Hace frío

Cada mañana al despertar siento frío en los pies. Debería ponerme calcetines porque a menudo suelo resfriarme por esta razón y es tremendamente absurdo. Sin embargo, no lo hago porque todas las noches noto que mis pies necesitan liberarse de su opresión diaria. Respirar y descansar. A veces siento que eso debe ser una idea simplificada de la libertad. Capacidad para decidir e incapacidad para escapar de las consecuencias de nuestras decisiones. Otra de las numerosas tragedias del ser humano y van ya unas cuantas.

Lo siguiente que pienso al abrir los ojos es que soy pobre. No excesivamente pobre pero lo soy. O precario más bien. No entiendo por qué nadie ha hecho aún el obvio juego de palabras y ha llamado a esta época la era de los becarios y precarios. O mejor, la época de las becarias y precarias. Porque yo al menos aún tengo la suerte de no ver mi vida bajo un sistema que me amenaza por los genitales con los que nací. Pero estoy solo y soy precario pese a tener un trabajo estable. Posiblemente debería mostrar una cara de esperanza y alegría a pesar de todo pero paso. No he venido aquí para fingir ni esconder lo que me duele y desespera. Pretendo escribir desde las entrañas y la única forma que conozco es ser brutalmente sincero. Además, dudo que alguien lea esto. Y si alguien lo hace dudo que le importe que sea un triste.

Últimamente oigo mucho hablar de la guerra cultural. No esconderé mi ignorancia y haré creer que sé exactamente de qué va. El caso es que no dejo de pensar que si hay una guerra hay guerreros que la libran y me llama mucho la atención el término guerrero cultural.
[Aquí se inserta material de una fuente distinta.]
//! Column lists and row mapping
//!
//! Queries alias tables as `clients c`, `requests r`, `shipments s` and map
//! rows by position, so the column lists and the mappers must stay in step.

use logistics_types::{
    BankDetails, Client, ClientFields, ClientId, ContactPerson, ParseChoiceError, Request,
    RequestFields, RequestId, Shipment, ShipmentFields, ShipmentId,
};
use rusqlite::types::Type;
use rusqlite::Row;
use rust_decimal::Decimal;
use std::str::FromStr;

pub(crate) const CLIENT_COLUMNS: &str = "c.id, c.name, c.inn, c.kpp, c.ogrn, c.legal_address, \
     c.company_phone, c.company_email, c.director, c.bank_name, c.bik, \
     c.correspondent_account, c.payment_account, c.contact_person1, c.contact_phone1, \
     c.contact_email1, c.contact_person2, c.contact_phone2, c.contact_email2, \
     c.is_active, c.created_at, c.updated_at";

pub(crate) const REQUEST_COLUMNS: &str = "r.id, r.client_id, r.request_number, r.request_date, \
     r.shipment_number, r.transport_type, r.transport_at_border, r.consignor, r.consignee, \
     r.country_of_origin, r.gross_weight, r.volume, r.declared_value, r.currency, \
     r.insurance_required, r.special_notes, r.manager, r.created_at, r.updated_at";

pub(crate) const SHIPMENT_COLUMNS: &str = "s.id, s.request_id, s.status, s.etd, s.eta, \
     s.actual_departure, s.actual_arrival, s.delivery_date, s.document_type, \
     s.document_number, s.carrier, s.tracking_number, s.customs_declaration, s.comments, \
     s.created_at, s.updated_at";

/// Number of columns in `SHIPMENT_COLUMNS`
pub(crate) const SHIPMENT_COLUMN_COUNT: usize = 16;

pub(crate) fn client_from_row(row: &Row<'_>) -> rusqlite::Result<Client> {
    Ok(Client {
        id: ClientId::new(row.get(0)?),
        fields: ClientFields {
            name: row.get(1)?,
            inn: row.get(2)?,
            kpp: row.get(3)?,
            ogrn: row.get(4)?,
            legal_address: row.get(5)?,
            company_phone: row.get(6)?,
            company_email: row.get(7)?,
            director: row.get(8)?,
            bank: BankDetails {
                bank_name: row.get(9)?,
                bik: row.get(10)?,
                correspondent_account: row.get(11)?,
                payment_account: row.get(12)?,
            },
            primary_contact: ContactPerson {
                name: row.get(13)?,
                phone: row.get(14)?,
                email: row.get(15)?,
            },
            secondary_contact: ContactPerson {
                name: row.get(16)?,
                phone: row.get(17)?,
                email: row.get(18)?,
            },
            is_active: row.get(19)?,
        },
        created_at: row.get(20)?,
        updated_at: row.get(21)?,
    })
}

pub(crate) fn request_from_row(row: &Row<'_>) -> rusqlite::Result<Request> {
    Ok(Request {
        id: RequestId::new(row.get(0)?),
        client_id: ClientId::new(row.get(1)?),
        request_number: row.get(2)?,
        request_date: row.get(3)?,
        fields: RequestFields {
            shipment_number: row.get(4)?,
            transport_type: choice(row, 5)?,
            transport_at_border: optional_choice(row, 6)?,
            consignor: row.get(7)?,
            consignee: row.get(8)?,
            country_of_origin: row.get(9)?,
            gross_weight: decimal(row, 10)?,
            volume: decimal(row, 11)?,
            declared_value: decimal(row, 12)?,
            currency: choice(row, 13)?,
            insurance_required: row.get(14)?,
            special_notes: row.get(15)?,
            manager: row.get(16)?,
        },
        created_at: row.get(17)?,
        updated_at: row.get(18)?,
    })
}

pub(crate) fn shipment_from_row(row: &Row<'_>) -> rusqlite::Result<Shipment> {
    Ok(Shipment {
        id: ShipmentId::new(row.get(0)?),
        request_id: RequestId::new(row.get(1)?),
        fields: ShipmentFields {
            status: choice(row, 2)?,
            etd: row.get(3)?,
            eta: row.get(4)?,
            actual_departure: row.get(5)?,
            actual_arrival: row.get(6)?,
            delivery_date: row.get(7)?,
            document_type: optional_choice(row, 8)?,
            document_number: row.get(9)?,
            carrier: row.get(10)?,
            tracking_number: row.get(11)?,
            customs_declaration: row.get(12)?,
            comments: row.get(13)?,
        },
        created_at: row.get(14)?,
        updated_at: row.get(15)?,
    })
}

fn choice<T>(row: &Row<'_>, idx: usize) -> rusqlite::Result<T>
where
    T: FromStr<Err = ParseChoiceError>,
{
    let code: String = row.get(idx)?;
    code.parse()
        .map_err(|e| rusqlite::Error::FromSqlConversionFailure(idx, Type::Text, Box::new(e)))
}

fn optional_choice<T>(row: &Row<'_>, idx: usize) -> rusqlite::Result<Option<T>>
where
    T: FromStr<Err = ParseChoiceError>,
{
    match row.get::<_, Option<String>>(idx)? {
        Some(code) if !code.is_empty() => code
            .parse()
            .map(Some)
            .map_err(|e| rusqlite::Error::FromSqlConversionFailure(idx, Type::Text, Box::new(e))),
        _ => Ok(None),
    }
}

/// Decimals are stored as text to keep their exact scale
fn decimal(row: &Row<'_>, idx: usize) -> rusqlite::Result<Option<Decimal>> {
    match row.get::<_, Option<String>>(idx)? {
        Some(text) => Decimal::from_str(&text)
            .map(Some)
            .map_err(|e| rusqlite::Error::FromSqlConversionFailure(idx, Type::Text, Box::new(e))),
        None => Ok(None),
    }
}

pub(crate) fn decimal_text(value: Option<Decimal>) -> Option<String> {
    value.map(|v| v.to_string())
}
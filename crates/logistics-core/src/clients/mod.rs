//! Client modules for external services

pub mod pdf;

pub use pdf::{looks_like_pdf, PdfConverter, PdfService};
Me gustaría ser un guerrero en favor de alguna causa en la que crea profundamente e ir a por todas. Jugarme la vida por mis semejantes y por quienes están aún más abajo en la pirámide social. Sean quienes sean. Inventar proclamas, crear imágenes que queden en la retina, gritar en la calle, realizar incursiones y dar guerra a aquellos que nos oprimen. Mucha guerra. Y joderles la vejez, como decía la canción. Quizá así me sintiera menos triste. Si consagrara mi vida a una causa en favor de aquellos a los que siempre nos están pisoteando. Sean del color, raza, país, sexo, credo o equipo de fútbol del que sean. Por lo menos sentiríamos calor humano.

Porque aquí, solo, hace demasiado frío.